Combining Language and Vision – Looking at CLIP

Matroid CLIP Computer Vision

Darin Tay | February 11th, 2025

Matroid CLIP Computer Vision

Introduction

The ability to combine both pictures and words is a powerful capability in many of the latest deep learning models. These models can analyze the pixels of your image to understand its content, analyze the words of your prompt to grasp what you are asking, and then fuse those understandings together to generate a response. While these models still have their limits, their capabilities would have been unimaginable only a few years ago.
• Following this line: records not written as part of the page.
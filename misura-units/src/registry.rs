//! Unit registry and cross-system factor table
//!
//! The registry is an explicitly constructed value: build it once (the
//! builtin table or a custom one via `with_unit`/`with_factor`), then
//! share it by reference. Nothing mutates it afterwards, so it is safe
//! to read from any number of threads.

use std::collections::HashMap;

use misura_core::{Category, LookupError, System};

use crate::UnitType;

/// Registry of known units plus the factor table bridging base units
/// across systems
#[derive(Debug, Clone, Default)]
pub struct UnitRegistry {
    units: Vec<UnitType>,
    factors: HashMap<(Category, System, System), f64>,
}

impl UnitRegistry {
    /// Empty registry; populate with `with_unit` / `with_factor`
    pub fn new() -> Self {
        UnitRegistry {
            units: Vec::new(),
            factors: HashMap::new(),
        }
    }

    /// Registry preloaded with the builtin unit and factor tables
    pub fn builtin() -> Self {
        let mut registry = UnitRegistry::new();
        registry.register_length_units();
        registry.register_mass_units();
        registry.register_volume_units();
        registry.register_cross_factors();
        registry
    }

    /// Register a unit, preserving registration order
    pub fn with_unit(mut self, unit: UnitType) -> Self {
        self.register(unit);
        self
    }

    /// Register a cross-system factor: the multiplier carrying a value
    /// expressed in the origin system's base unit into the destination
    /// system's base-unit terms, for one category
    pub fn with_factor(
        mut self,
        category: Category,
        origin: System,
        destination: System,
        factor: f64,
    ) -> Self {
        self.factor(category, origin, destination, factor);
        self
    }

    /// All units, in registration order
    pub fn units(&self) -> &[UnitType] {
        &self.units
    }

    /// Resolve a unit by code within one system. Codes are only unique
    /// per system, so the pair is the lookup key.
    pub fn resolve(&self, code: &str, system: System) -> Option<&UnitType> {
        self.units
            .iter()
            .find(|u| u.code == code && u.system == system)
    }

    /// All units of one category, in registration order
    pub fn by_category(&self, category: Category) -> Vec<&UnitType> {
        self.units.iter().filter(|u| u.category == category).collect()
    }

    /// The pivot unit of a (category, system) pair. A missing base unit
    /// is a configuration defect, not a user input error.
    pub fn basic_unit(
        &self,
        category: Category,
        system: System,
    ) -> Result<&UnitType, LookupError> {
        self.units
            .iter()
            .find(|u| u.base_unit && u.category == category && u.system == system)
            .ok_or(LookupError::BasicUnitNotFound { category, system })
    }

    /// Multiplier carrying a value of `unit` into the base-unit terms of
    /// `target`. The unit's own system is neutral (1.0); an unbridged
    /// pair yields `None`. Meaningful only on base units, and the
    /// conversion engine only calls it on base units.
    pub fn cross_system_factor(&self, unit: &UnitType, target: System) -> Option<f64> {
        if unit.system == target {
            return Some(1.0);
        }
        self.factor_between(unit.category, unit.system, target)
    }

    /// Raw factor table probe, independent of any unit object
    pub fn factor_between(
        &self,
        category: Category,
        origin: System,
        destination: System,
    ) -> Option<f64> {
        self.factors.get(&(category, origin, destination)).copied()
    }

    /// Iterate the factor table entries (unordered)
    pub fn factors(&self) -> impl Iterator<Item = (Category, System, System, f64)> + '_ {
        self.factors.iter().map(|(&(c, o, d), &f)| (c, o, d, f))
    }

    fn register(&mut self, unit: UnitType) {
        self.units.push(unit);
    }

    fn factor(&mut self, category: Category, origin: System, destination: System, factor: f64) {
        self.factors.insert((category, origin, destination), factor);
    }

    fn register_length_units(&mut self) {
        // International System
        self.register(UnitType::new("mm", "millimeter", Category::Length, System::International, 0.001));
        self.register(UnitType::new("cm", "centimeter", Category::Length, System::International, 0.01));
        self.register(UnitType::base("m", "meter", Category::Length, System::International));
        self.register(UnitType::new("km", "kilometer", Category::Length, System::International, 1000.0));

        // British Imperial
        self.register(UnitType::new("in", "inch", Category::Length, System::BritishImperial, 0.027778));
        self.register(UnitType::new("ft", "foot", Category::Length, System::BritishImperial, 0.333333));
        self.register(UnitType::base("yd", "yard", Category::Length, System::BritishImperial));
        self.register(UnitType::new("mi", "mile", Category::Length, System::BritishImperial, 1760.0));
    }

    fn register_mass_units(&mut self) {
        // International System
        self.register(UnitType::base("g", "gram", Category::Mass, System::International));
        self.register(UnitType::new("kg", "kilogram", Category::Mass, System::International, 1000.0));
        self.register(UnitType::new("t", "tonne", Category::Mass, System::International, 1000000.0));

        // British Imperial
        self.register(UnitType::base("oz", "ounce", Category::Mass, System::BritishImperial));
        self.register(UnitType::new("lb", "pound", Category::Mass, System::BritishImperial, 16.0));
        self.register(UnitType::new("st", "stone", Category::Mass, System::BritishImperial, 224.0));
    }

    fn register_volume_units(&mut self) {
        // International System
        self.register(UnitType::new("ml", "milliliter", Category::Volume, System::International, 0.001));
        self.register(UnitType::base("l", "liter", Category::Volume, System::International));

        // British Imperial
        self.register(UnitType::new("fl oz", "fluid ounce", Category::Volume, System::BritishImperial, 0.025));
        self.register(UnitType::new("pt", "pint", Category::Volume, System::BritishImperial, 0.5));
        self.register(UnitType::base("qt", "quart", Category::Volume, System::BritishImperial));
        self.register(UnitType::new("gal", "gallon", Category::Volume, System::BritishImperial, 4.0));
        self.register(UnitType::new("bbl", "barrel", Category::Volume, System::BritishImperial, 168.0));
    }

    fn register_cross_factors(&mut self) {
        // Length: meter <-> yard bridge
        self.factor(Category::Length, System::International, System::BritishImperial, 1.09361);
        self.factor(Category::Length, System::International, System::UsCustomary, 1.09361);
        self.factor(Category::Length, System::BritishImperial, System::International, 0.9144);

        // Mass: gram <-> ounce bridge
        self.factor(Category::Mass, System::International, System::BritishImperial, 0.035274);
        self.factor(Category::Mass, System::International, System::UsCustomary, 0.035274);
        self.factor(Category::Mass, System::BritishImperial, System::International, 28.35);

        // Volume: liter <-> quart bridge
        self.factor(Category::Volume, System::International, System::BritishImperial, 0.879877);
        self.factor(Category::Volume, System::International, System::UsCustomary, 0.879877);
        self.factor(Category::Volume, System::BritishImperial, System::International, 1.13652);
    }
}

#[cfg(test)]
mod tests {
    use super::*;

    #[test]
    fn test_builtin_lookup() {
        let reg = UnitRegistry::builtin();

        assert!(reg.resolve("g", System::International).is_some());
        assert!(reg.resolve("oz", System::BritishImperial).is_some());
        assert!(reg.resolve("fl oz", System::BritishImperial).is_some());

        // Unknown code
        assert!(reg.resolve("furlong", System::International).is_none());
        // Real code under the wrong system
        assert!(reg.resolve("kg", System::BritishImperial).is_none());
    }

    #[test]
    fn test_usc_registers_no_units() {
        let reg = UnitRegistry::builtin();

        for unit in reg.units() {
            assert_ne!(unit.system, System::UsCustomary);
        }
        assert!(reg.resolve("g", System::UsCustomary).is_none());
    }

    #[test]
    fn test_registration_order_preserved() {
        let reg = UnitRegistry::builtin();

        let codes: Vec<&str> = reg.units().iter().map(|u| u.code.as_str()).collect();
        assert_eq!(codes.len(), 21);
        // Length registers first, IS before BIS within each category
        assert_eq!(codes[..4].to_vec(), ["mm", "cm", "m", "km"]);
        assert_eq!(codes[codes.len() - 1], "bbl");
    }

    #[test]
    fn test_basic_units() {
        let reg = UnitRegistry::builtin();

        assert_eq!(reg.basic_unit(Category::Mass, System::International).unwrap().code, "g");
        assert_eq!(reg.basic_unit(Category::Mass, System::BritishImperial).unwrap().code, "oz");
        assert_eq!(reg.basic_unit(Category::Length, System::International).unwrap().code, "m");
        assert_eq!(reg.basic_unit(Category::Length, System::BritishImperial).unwrap().code, "yd");
        assert_eq!(reg.basic_unit(Category::Volume, System::International).unwrap().code, "l");
        assert_eq!(reg.basic_unit(Category::Volume, System::BritishImperial).unwrap().code, "qt");
    }

    #[test]
    fn test_basic_unit_not_found() {
        let reg = UnitRegistry::builtin();

        let err = reg.basic_unit(Category::Mass, System::UsCustomary).unwrap_err();
        assert_eq!(
            err,
            LookupError::BasicUnitNotFound {
                category: Category::Mass,
                system: System::UsCustomary,
            }
        );
    }

    #[test]
    fn test_one_base_unit_per_populated_pair() {
        let reg = UnitRegistry::builtin();

        for category in Category::ALL {
            for system in System::ALL {
                let units: Vec<_> = reg
                    .units()
                    .iter()
                    .filter(|u| u.category == category && u.system == system)
                    .collect();
                if units.is_empty() {
                    continue;
                }
                let bases = units.iter().filter(|u| u.base_unit).count();
                assert_eq!(bases, 1, "{}/{} should have exactly one base unit", category, system);
            }
        }
    }

    #[test]
    fn test_coefficients_positive() {
        let reg = UnitRegistry::builtin();

        for unit in reg.units() {
            assert!(unit.value_from_base > 0.0, "{} has nonpositive coefficient", unit.code);
        }
    }

    #[test]
    fn test_by_category() {
        let reg = UnitRegistry::builtin();

        let mass = reg.by_category(Category::Mass);
        assert_eq!(mass.len(), 6);
        for unit in mass {
            assert_eq!(unit.category, Category::Mass);
        }

        assert_eq!(reg.by_category(Category::Length).len(), 8);
        assert_eq!(reg.by_category(Category::Volume).len(), 7);
    }

    #[test]
    fn test_cross_system_factor_own_system_is_neutral() {
        let reg = UnitRegistry::builtin();
        let g = reg.basic_unit(Category::Mass, System::International).unwrap();

        assert_eq!(reg.cross_system_factor(g, System::International), Some(1.0));
    }

    #[test]
    fn test_cross_system_factor_known_pairs() {
        let reg = UnitRegistry::builtin();
        let g = reg.basic_unit(Category::Mass, System::International).unwrap();
        let oz = reg.basic_unit(Category::Mass, System::BritishImperial).unwrap();

        assert_eq!(reg.cross_system_factor(g, System::BritishImperial), Some(0.035274));
        assert_eq!(reg.cross_system_factor(g, System::UsCustomary), Some(0.035274));
        assert_eq!(reg.cross_system_factor(oz, System::International), Some(28.35));
    }

    #[test]
    fn test_cross_system_factor_unbridged_pair() {
        let reg = UnitRegistry::builtin();
        let oz = reg.basic_unit(Category::Mass, System::BritishImperial).unwrap();

        // Nothing bridges BIS to USC
        assert_eq!(reg.cross_system_factor(oz, System::UsCustomary), None);
    }

    #[test]
    fn test_factor_table_probe() {
        let reg = UnitRegistry::builtin();

        assert_eq!(
            reg.factor_between(Category::Volume, System::International, System::BritishImperial),
            Some(0.879877)
        );
        assert_eq!(
            reg.factor_between(Category::Volume, System::BritishImperial, System::UsCustomary),
            None
        );
        assert_eq!(reg.factors().count(), 9);
    }

    #[test]
    fn test_custom_registry_via_builders() {
        let reg = UnitRegistry::new()
            .with_unit(UnitType::base("u", "unit", Category::Mass, System::International))
            .with_unit(UnitType::new("du", "deca-unit", Category::Mass, System::International, 10.0))
            .with_factor(Category::Mass, System::International, System::BritishImperial, 2.0);

        assert_eq!(reg.units().len(), 2);
        assert!(reg.resolve("du", System::International).is_some());
        assert_eq!(
            reg.factor_between(Category::Mass, System::International, System::BritishImperial),
            Some(2.0)
        );
    }
}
CLIP, a text-image model published by OpenAI, has been the most impactful approach to fusing text and images. It is a useful standalone model that also underpins the vision-language capabilities in many of today’s multi-modal models, from Large Language Vision models like Llava to generative models like Stable Diffusion. Here, I’ll explore how CLIP works, its practical applications, and its limitations.

The Use-Case

Traditional image classifiers pre-define a fixed set of image categories and are trained using examples to classify images into those categories. It’s an effective process if you just want to distinguish between “cat” and “dog” pictures – but what if you need a model that works for arbitrary labels? Instead of fixed categories, could a model be trained to understand arbitrary text descriptions of categories?
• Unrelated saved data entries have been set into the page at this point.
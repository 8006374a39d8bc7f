use poem::http::StatusCode;
use poem_openapi::payload::Json;

use business::domain::errors::RepositoryError;
use business::domain::inventory::errors::InventoryError;

use crate::api::error::{ErrorResponse, IntoErrorResponse};

impl IntoErrorResponse for InventoryError {
    fn into_error_response(self) -> (StatusCode, Json<ErrorResponse>) {
        let status = match &self {
            InventoryError::Validation(_) => StatusCode::BAD_REQUEST,
            InventoryError::Repository(_) => StatusCode::INTERNAL_SERVER_ERROR,
        };
        let name = match &self {
            InventoryError::Validation(_) => "ValidationError",
            InventoryError::Repository(RepositoryError::Corrupted) => "CorruptedStorage",
            InventoryError::Repository(RepositoryError::Persistence) => "InternalError",
        };

        (status, Json(ErrorResponse::new(name, self.to_string())))
    }
}
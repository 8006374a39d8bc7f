use crate::domain::errors::RepositoryError;
use crate::domain::product::errors::ProductError;

#[derive(Debug, thiserror::Error)]
pub enum InventoryError {
    #[error("{0}")]
    Validation(#[from] ProductError),
    #[error("{0}")]
    Repository(#[from] RepositoryError),
}
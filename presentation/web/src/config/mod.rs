pub mod app_config;
pub mod server_config;
pub mod storage_config;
using a traditional image classifier to distinguish between "cat" and "dog" pictures
A pre-trained classifier might have labels for different animal types, but it won’t know what sounds animals make or which one spins a web.

Before multi-modal text-vision models like CLIP, these fixed-label image classifiers were the best we had. Datasets with millions of images were manually tagged with a huge fixed set of labels like “cat”, “spider”, “fluffy”, etc., and trained with supervised learning techniques. This method works for those pre-defined labels but isn’t scalable. There are too many possible categories. These models don’t effectively learn the relationships between words or answer queries that don’t match their training data. They also don’t leverage the similarity between words to efficiently generalize their understanding.
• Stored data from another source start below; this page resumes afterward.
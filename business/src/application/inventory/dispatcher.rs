use std::sync::Arc;

use crate::domain::inventory::errors::InventoryError;
use crate::domain::inventory::events::{Command, EventBindings, UiEvent};
use crate::domain::inventory::services::{Confirmer, Notifier};
use crate::domain::inventory::view::InventoryView;
use crate::domain::logger::Logger;
use crate::domain::product::form::ProductForm;

use super::store::InventoryStore;

/// Routes UI events to store operations through the binding table.
///
/// Validation failures are reported through the [`Notifier`] and do not count
/// as errors; only persistence failures are returned.
pub struct EventDispatcher {
    pub bindings: EventBindings,
    pub logger: Arc<dyn Logger>,
}

impl EventDispatcher {
    pub fn new(logger: Arc<dyn Logger>) -> Self {
        Self {
            bindings: EventBindings::default(),
            logger,
        }
    }

    /// Handles one event to completion and returns the view to paint.
    ///
    /// `form` is the current content of the four inputs, when the host sent it.
    pub async fn dispatch(
        &self,
        store: &mut InventoryStore,
        event: UiEvent,
        form: Option<ProductForm>,
        confirmer: &dyn Confirmer,
        notifier: &dyn Notifier,
    ) -> Result<InventoryView, InventoryError> {
        let Some(command) = self.bindings.resolve(&event) else {
            self.logger
                .debug(&format!("No binding for event: {:?}", event));
            return Ok(store.view());
        };
        self.logger.debug(&format!("Dispatching {:?}", command));

        if let Some(form) = form {
            store.set_form(form);
        }
        let current = store.form().clone();

        let result = match command {
            Command::Add => store.add(current).await.map(|_| ()),
            Command::Update => store.update(current).await.map(|_| ()),
            Command::SubmitCurrentMode => store.submit_current_mode(current).await.map(|_| ()),
            Command::CancelEdit => {
                store.cancel_edit();
                Ok(())
            }
            Command::ResetForm => {
                store.reset_form();
                Ok(())
            }
            Command::ClearAll => store.clear_all(confirmer).await.map(|_| ()),
            Command::Search(term) => {
                store.search(&term);
                Ok(())
            }
            Command::BeginEdit(id) => {
                store.begin_edit(&id);
                Ok(())
            }
            Command::Delete(id) => store.delete(&id, confirmer).await.map(|_| ()),
        };

        match result {
            Ok(()) => Ok(store.view()),
            Err(InventoryError::Validation(e)) => {
                notifier.alert(e.user_message());
                Ok(store.view())
            }
            Err(e) => Err(e),
        }
    }
}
At the same time, research in both natural language and computer vision already had robust concepts of embeddings – representing words, sentences, and images as vectors, a sequence of numbers that encode “relevant” features such that similar objects have similar encodings. Embeddings for “cat” and “dog” would be closer to each other than to the embedding for “skyscraper” – whether they are embeddings for the words themselves or images portraying them. These embeddings give us a way to measure the ‘semantic similarity’ of two things by looking at the distance between their embeddings. However, embeddings are only comparable to other embeddings generated by the same model. The embedding of a cat image using an ImageNet derived model couldn’t be meaningfully compared to the word2vec embedding of the word “cat.”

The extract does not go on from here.